Just imagine if taxpayers had a legal tool that could be used to remove a politician from office in the event they broke a major campaign promise, performed poorly or surprised taxpayers with an unpopular tax increase.
Fortunately, such a tool exists and it has been in place in British Columbia for decades. It’s time for Alberta to follow B.C.’s lead and pass something known as recall legislation.
For those who aren’t familiar with recall legislation, it allows voters to start a petition in a politician’s constituency, collect signatures from a majority of voters and then have that politician removed from office, forcing a byelection.
Think about all of the uses:
A bunch of MLAs have crossed the floor to sit as independents or with another party. Surely some off their constituents were fine with this decision, but if others were upset, recall legislation would be the perfect tool.
What about tax hikes? Do you think Premier Notley would have moved ahead with her surprise carbon tax – something she didn’t campaign on – knowing that some of her party’s MLAs could have had their seats recalled by angry voters?
What about the debt?
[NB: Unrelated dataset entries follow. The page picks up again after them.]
use std::path::PathBuf;

use clap::{Args, Parser, Subcommand};

use crate::config::{LedgerKey, RepoNameRule, SourceKind};

#[derive(Parser)]
#[command(
    name = "codeharvest",
    version,
    about = "Turn source repositories into a normalized JSONL text corpus",
    after_help = "State (config.toml, resume ledgers, decode-issues.log) lives in \
                  .codeharvest/ under the current directory. An interrupted run \
                  resumes where it stopped when started again with the same input."
)]
pub struct Cli {
    /// Log debug output to stderr
    #[arg(short, long, global = true)]
    pub verbose: bool,

    #[command(subcommand)]
    pub command: Command,
}

#[derive(Subcommand)]
pub enum Command {
    /// Process every repository under INPUT.
    ///
    /// With `--kind zip` (default) every `*.zip` found recursively is one
    /// repository; with `--kind dir` every immediate subdirectory is.
    Run {
        /// Directory holding the repositories
        input: PathBuf,
        #[command(flatten)]
        harvest: HarvestArgs,
    },

    /// Process a single repository (directory or zip archive)
    Repo {
        /// Repository directory or archive
        path: PathBuf,
        #[command(flatten)]
        harvest: HarvestArgs,
    },

    /// Write the given flags to .codeharvest/config.toml as new defaults
    Init {
        #[command(flatten)]
        harvest: HarvestArgs,
    },

    /// Detect encoding and digest of a single file
    Detect {
        /// File to inspect
        file: PathBuf,
    },

    /// Inspect the decode diagnostic log
    Issues {
        /// Show summary statistics
        #[arg(long)]
        summary: bool,
        /// Clear the log
        #[arg(long)]
        clear: bool,
    },

    /// List repositories with an unfinished resume ledger
    Status,
}

/// Options shared by `run` and `repo`. Unset flags fall back to config.toml.
#[derive(Args, Debug, Default)]
pub struct HarvestArgs {
    /// Directory receiving the JSONL segments
    #[arg(short, long)]
    pub output: Option<PathBuf>,

    /// Platform label written into every record
    #[arg(long)]
    pub platform: Option<String>,

    /// Segment file base name (defaults to the platform label)
    #[arg(long)]
    pub prefix: Option<String>,

    /// How repositories are laid out under the input
    #[arg(long, value_enum)]
    pub kind: Option<SourceKind>,

    /// How repository names are derived
    #[arg(long, value_enum)]
    pub repo_name: Option<RepoNameRule>,

    /// Prefix repository names with `OWNER/`
    #[arg(long)]
    pub owner: Option<String>,

    /// Delete each source archive/directory after it completes
    #[arg(long)]
    pub clean: bool,

    /// Where archives are extracted (default: next to the archive)
    #[arg(long)]
    pub extract_dir: Option<PathBuf>,

    /// Repositories processed in parallel (0 = one per core)
    #[arg(short = 'j', long)]
    pub threads: Option<usize>,

    /// Rotate segments once they grow past this many MiB
    #[arg(long)]
    pub max_segment_mb: Option<u64>,

    /// Skip files larger than this many MiB
    #[arg(long)]
    pub max_file_mb: Option<u32>,

    /// Encoding every record must be representable in
    #[arg(long)]
    pub target_encoding: Option<String>,

    /// Skip paths containing this substring (repeatable)
    #[arg(long = "exclude")]
    pub exclude: Vec<String>,

    /// What identifies a processed file in the resume ledger
    #[arg(long, value_enum)]
    pub ledger_key: Option<LedgerKey>,

    /// Add a `date` (YYYYMMDD) field to every record
    #[arg(long)]
    pub stamp_date: bool,
}
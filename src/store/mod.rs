pub mod ledger;
pub mod segments;

pub use ledger::ResumeLedger;
pub use segments::OutputRotator;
If voters had recall, would they have used it after Premier Notley unveiled a plan to triple the province’s debt in just four years? Premier Redford’s “sky palace” didn’t sit well with taxpayers either – would that have led to a recall?
It’s hard to look back and ponder how recall may or may not have been used by voters, but certainly we can think of examples across the political spectrum that would have made politicians think twice about their actions.
Unfortunately, taxpayers have had no legal course of action to obstruct bad decisions. Speaking out – calling and emailing MLAs – certainly helps, and it’s important, but it’s not as powerful as recall.
Opponents of recall legislation sometimes suggest it’s an ill-advised idea as “voters would use it irresponsibly” … but the facts suggest otherwise.
British Columbia voters have had recall legislation since 1995, and there have been 26 attempts to recall MLAs, but only one of them was successful (kind of). Former B.C. MLA Paul Reitsma resigned right near the end of the recall process, after it was clear the petition had more than enough signatures to recall him. However, there have been some other close calls.
Some pundits also believe that former premier Gordon Campbell would have lost a few MLAs had he not quit after bringing in a harmonized sales tax – just months after promising not to during the province’s election.
More than anything, recall serves as a deterrent to politicians thinking about bringing in policies that upset a majority of the electorate.
But perhaps one of the most interesting aspects of recall legislation is that it’s a hit with voters. In 1991, before passing recall legislation, British Columbia held a referendum and asked voters if they wanted the tool – 82 per cent voted in favour.
Given the tool is a hit with voters, and politicians are always looking for ideas that appeal to voters, why not give your MLA a call and tell them you support recall?
Colin Craig is the interim Alberta director for the Canadian Taxpayers Federation.